I pity the poor fool that manages the apartment I rent. I pity the fool
Hi. Sorry. I don't know why the channeling of Mr. T there. Like tattoos and all-night-benders (which often precede the tattoos) it just seemed like a good idea at the time.
Oh, and before I get started today, I want to let y'all know that I've finally updated my website! Yay! And the first excerpt of my May release, The Comeback Kiss, is up! Yay! And there's another excerpt coming soon! Yay!
Sorry. Considering the fact that "Meet me in Reno, July 2005!" has been on my events page since last April... this is a big deal. Hee hee.
But that's not why I'm here today. I mean, shameless self-promotion is why I'm here, of course, but it's not what I came here to talk about.
I'm here to talk about the toy mouse... that wasn't.
In 1996, I was single and living in Syracuse and engaging in a string of what would turn out to be really poor dating scenarios. Not that they were bad guys, per se. They just weren't the guy for me. Little did I know that the man I was to someday marry and procreate with was back in Arizona, where I'd left him the year before. Yeah, "oops" doesn't exactly cover that. But, hey, it all turned out well, so let's move on.
Anyway, during these single years, I thought it made sense to get a cat. Companionship. Something to care for. And if I ended up alone for the rest of my life, there'd be someone to get drunk and watch depressive doomed-relationship movies with. I did have a roommate, but she had a boyfriend she didn't want to be "technically" living with, so they were at our place every even day, his place every odd day. I was for all intents and purposes living alone half the time, and a cat seemed like the perfect answer. So I went down to the Humane Society looking for a cute, short-hair calico kitten and came home with a black, fluffy cat that crawled on my shoulders and licked my face when I got there. I named her Dashwood. She was lazy, laid back, and let me drape her over my shoulders while I did the dishes.
It was instant love. Just add cat.
So, anyway, let's fast-forward a few months. It's early. Say, six o'clock. Just about time to get up and start getting ready for work. My eyes are closed, but I'm starting to wake up. I feel the familiar soft plunk-plunk-plunk of Dashwood hopping onto my bed to say "Good morning. Feed me." I hear another plunk, right on my pillow by my head and I turn to look.
"Ohhhh," I think sleepily. "How cute. Dash just gave me her gray toy mouse. Boy, it looks real. When did I buy her a toy mouse? Was it the day I got her collar with the...? No. No. NO. I NEVER GOT HER A TOY MOUSE."

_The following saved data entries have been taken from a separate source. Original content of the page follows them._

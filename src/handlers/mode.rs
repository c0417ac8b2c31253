//! MODE - channel and user mode changes.
//!
//! Mode strings are sequences of `+`/`-` prefixed flag characters with
//! positional parameters: key, limit, and mask modes take a parameter, and
//! member modes take a nick. A list mode given without a parameter returns
//! the list instead of changing it.

use async_trait::async_trait;
use limelight_proto::{Message, Name, Response};

use super::{Context, Handler};
use crate::error::{ChannelError, HandlerError, HandlerResult};
use crate::state::masks::expand_userhost;

/// MODE - dispatches to channel or user handling by target shape.
pub struct ModeHandler;

#[async_trait]
impl Handler for ModeHandler {
    async fn handle(&self, ctx: &mut Context<'_>, msg: &Message) -> HandlerResult {
        let target = msg.param(0).ok_or(HandlerError::NeedMoreParams)?.to_string();
        let name = Name::new(target.as_str());
        if name.is_channel() {
            channel_mode(ctx, msg, &name)
        } else {
            user_mode(ctx, msg, &name)
        }
    }
}

#[derive(Clone, Copy, PartialEq)]
enum Dir {
    Add,
    Remove,
}

/// One applied change, kept in order for the broadcast echo.
struct Applied {
    dir: Dir,
    flag: char,
    arg: Option<String>,
}

fn render_applied(applied: &[Applied]) -> (String, Vec<String>) {
    let mut flags = String::new();
    let mut args = Vec::new();
    let mut current: Option<Dir> = None;
    for change in applied {
        if current != Some(change.dir) {
            flags.push(match change.dir {
                Dir::Add => '+',
                Dir::Remove => '-',
            });
            current = Some(change.dir);
        }
        flags.push(change.flag);
        if let Some(arg) = &change.arg {
            args.push(arg.clone());
        }
    }
    (flags, args)
}

fn channel_mode(ctx: &mut Context<'_>, msg: &Message, name: &Name) -> HandlerResult {
    let folded = name.folded().to_string();
    let target = name.as_str().to_string();
    {
        let chan = ctx
            .server
            .channels
            .get(&folded)
            .ok_or_else(|| HandlerError::NoSuchChannel(target.clone()))?;

        // Bare MODE #chan reports the current modes.
        if msg.params.len() < 2 {
            let (flags, params) = chan.modes.to_mode_string(chan.is_member(ctx.id));
            let chan_name = chan.name.as_str().to_string();
            let mut reply = vec![chan_name.as_str(), flags.as_str()];
            reply.extend(params.iter().map(String::as_str));
            ctx.server.numeric(ctx.id, Response::RPL_CHANNELMODEIS, &reply);
            return Ok(());
        }
    }

    let modestring = msg.params[1].clone();
    let mut args = msg.params[2..].iter().cloned();
    let mut dir = Dir::Add;
    let mut applied: Vec<Applied> = Vec::new();
    let nick = ctx.nick();
    let server_name = ctx.server.name.clone();

    // Channel changes need +o; list queries do not.
    let is_op = ctx
        .server
        .channels
        .get(&folded)
        .is_some_and(|c| c.is_operator(ctx.id));
    let require_op = |is_op: bool, target: &str| -> HandlerResult {
        if is_op {
            Ok(())
        } else {
            Err(ChannelError::ChanOpPrivsNeeded.on(target))
        }
    };

    for flag in modestring.chars() {
        match flag {
            '+' => dir = Dir::Add,
            '-' => dir = Dir::Remove,
            'i' | 'm' | 'n' | 's' | 't' => {
                require_op(is_op, &target)?;
                let on = dir == Dir::Add;
                if let Some(chan) = ctx.server.channels.get_mut(&folded) {
                    match flag {
                        'i' => chan.modes.invite_only = on,
                        'm' => chan.modes.moderated = on,
                        'n' => chan.modes.no_outside = on,
                        's' => chan.modes.secret = on,
                        't' => chan.modes.topic_lock = on,
                        _ => unreachable!("gated by the match arm"),
                    }
                }
                applied.push(Applied { dir, flag, arg: None });
            }
            'k' => {
                require_op(is_op, &target)?;
                match dir {
                    Dir::Add => {
                        let key = args.next().ok_or(HandlerError::NeedMoreParams)?;
                        if let Some(chan) = ctx.server.channels.get_mut(&folded) {
                            chan.modes.key = Some(key.clone());
                        }
                        applied.push(Applied { dir, flag, arg: Some(key) });
                    }
                    Dir::Remove => {
                        let arg = args.next().unwrap_or_else(|| "*".to_string());
                        if let Some(chan) = ctx.server.channels.get_mut(&folded) {
                            chan.modes.key = None;
                        }
                        applied.push(Applied { dir, flag, arg: Some(arg) });
                    }
                }
            }
            'l' => match dir {
                Dir::Add => {
                    require_op(is_op, &target)?;
                    let raw = args.next().ok_or(HandlerError::NeedMoreParams)?;
                    let Ok(limit) = raw.parse::<usize>() else {
                        continue;
                    };
                    if let Some(chan) = ctx.server.channels.get_mut(&folded) {
                        chan.modes.limit = Some(limit);
                    }
                    applied.push(Applied { dir, flag, arg: Some(raw) });
                }
                Dir::Remove => {
                    require_op(is_op, &target)?;
                    if let Some(chan) = ctx.server.channels.get_mut(&folded) {
                        chan.modes.limit = None;
                    }
                    applied.push(Applied { dir, flag, arg: None });
                }
            },
            'o' | 'v' => {
                let member_nick = args.next().ok_or(HandlerError::NeedMoreParams)?;
                require_op(is_op, &target)?;
                let member_name = Name::new(member_nick.as_str());
                let Some(member_id) = ctx.server.find_nick(&member_name) else {
                    ctx.server.numeric(
                        ctx.id,
                        Response::ERR_NOSUCHNICK,
                        &[&member_nick, "No such nick/channel"],
                    );
                    continue;
                };
                let Some(chan) = ctx.server.channels.get_mut(&folded) else {
                    continue;
                };
                let Some(modes) = chan.members.get_mut(&member_id) else {
                    let reply = ChannelError::UserNotInChannel(member_nick.clone())
                        .to_reply(&server_name, &nick, &target);
                    ctx.server.send_to(ctx.id, reply);
                    continue;
                };
                let on = dir == Dir::Add;
                match flag {
                    'o' => modes.operator = on,
                    'v' => modes.voice = on,
                    _ => unreachable!("gated by the match arm"),
                }
                applied.push(Applied { dir, flag, arg: Some(member_nick) });
            }
            'b' | 'e' | 'I' => match args.next() {
                None => send_mask_list(ctx, &folded, flag),
                Some(raw) => {
                    require_op(is_op, &target)?;
                    let mask = Name::new(expand_userhost(&raw));
                    if let Some(chan) = ctx.server.channels.get_mut(&folded) {
                        let set = match flag {
                            'b' => &mut chan.bans,
                            'e' => &mut chan.excepts,
                            _ => &mut chan.invite_excepts,
                        };
                        let changed = match dir {
                            Dir::Add => set.add(mask.clone()),
                            Dir::Remove => set.remove(&mask),
                        };
                        if changed {
                            applied.push(Applied {
                                dir,
                                flag,
                                arg: Some(mask.as_str().to_string()),
                            });
                        }
                    }
                }
            },
            other => {
                let reply = ChannelError::UnknownMode(other).to_reply(&server_name, &nick, &target);
                ctx.server.send_to(ctx.id, reply);
            }
        }
    }

    if !applied.is_empty() {
        let (flags, args) = render_applied(&applied);
        let mut params = vec![target.clone(), flags];
        params.extend(args);
        let change = Message::new("MODE", params).with_prefix(ctx.prefix()?);
        ctx.server.broadcast_to_channel(&folded, change, None);
    }
    Ok(())
}

fn send_mask_list(ctx: &mut Context<'_>, folded: &str, flag: char) {
    let (entry, end, end_text) = match flag {
        'b' => (
            Response::RPL_BANLIST,
            Response::RPL_ENDOFBANLIST,
            "End of channel ban list",
        ),
        'e' => (
            Response::RPL_EXCEPTLIST,
            Response::RPL_ENDOFEXCEPTLIST,
            "End of channel exception list",
        ),
        _ => (
            Response::RPL_INVITELIST,
            Response::RPL_ENDOFINVITELIST,
            "End of channel invite list",
        ),
    };
    let Some(chan) = ctx.server.channels.get(folded) else {
        return;
    };
    let chan_name = chan.name.as_str().to_string();
    let set = match flag {
        'b' => &chan.bans,
        'e' => &chan.excepts,
        _ => &chan.invite_excepts,
    };
    let masks: Vec<String> = set.masks().map(|m| m.as_str().to_string()).collect();
    for mask in masks {
        ctx.server.numeric(ctx.id, entry, &[&chan_name, &mask]);
    }
    ctx.server.numeric(ctx.id, end, &[&chan_name, end_text]);
}

fn user_mode(ctx: &mut Context<'_>, msg: &Message, name: &Name) -> HandlerResult {
    let own = ctx
        .client()?
        .nick
        .as_ref()
        .is_some_and(|n| n == name);
    if !own {
        ctx.server.numeric(
            ctx.id,
            Response::ERR_USERSDONTMATCH,
            &["Cannot change mode for other users"],
        );
        return Ok(());
    }

    if msg.params.len() < 2 {
        let modes = ctx.client()?.modes.to_mode_string();
        ctx.server.numeric(ctx.id, Response::RPL_UMODEIS, &[&modes]);
        return Ok(());
    }

    let mut dir = Dir::Add;
    let mut applied: Vec<Applied> = Vec::new();
    for flag in msg.params[1].chars() {
        match flag {
            '+' => dir = Dir::Add,
            '-' => dir = Dir::Remove,
            'i' | 'w' | 's' => {
                let on = dir == Dir::Add;
                let client = ctx.client_mut()?;
                match flag {
                    'i' => client.modes.invisible = on,
                    'w' => client.modes.wallops = on,
                    's' => client.modes.server_notice = on,
                    _ => unreachable!("gated by the match arm"),
                }
                applied.push(Applied { dir, flag, arg: None });
            }
            // Operator status is only ever granted through OPER.
            'o' if dir == Dir::Remove => {
                if ctx.client()?.modes.operator {
                    ctx.client_mut()?.modes.operator = false;
                    applied.push(Applied { dir, flag, arg: None });
                }
            }
            // Restriction can be taken on, never shed.
            'r' if dir == Dir::Add => {
                ctx.client_mut()?.modes.restricted = true;
                applied.push(Applied { dir, flag, arg: None });
            }
            'o' | 'r' => {}
            _ => {
                ctx.server.numeric(
                    ctx.id,
                    Response::ERR_UMODEUNKNOWNFLAG,
                    &["Unknown MODE flag"],
                );
            }
        }
    }

    if !applied.is_empty() {
        let (flags, _) = render_applied(&applied);
        let nick = ctx.nick();
        let change = Message::cmd("MODE", &[&nick, &flags]).with_prefix(ctx.prefix()?);
        ctx.server.send_to(ctx.id, change);
    }
    Ok(())
}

I shoot up in bed, screaming. I grab my pillow and wing it across the room, where it thumps down into the corner, presumably on top of the toy mouse that wasn't. I have my hand over my heart, which is thumping wildly in my chest, and poor Dash is sitting on the foot of my bed, staring at me as if to say, "See if I ever bring you anything again, you ungrateful bitch. Do you know how long I had to hold its little gray head in the iron vise of my jaws while kicking the life out of it with my back paws? You think Jane Fonda is hard? Try killing a mouse for a while, okay? Then we'll talk abs of steel. Jeez."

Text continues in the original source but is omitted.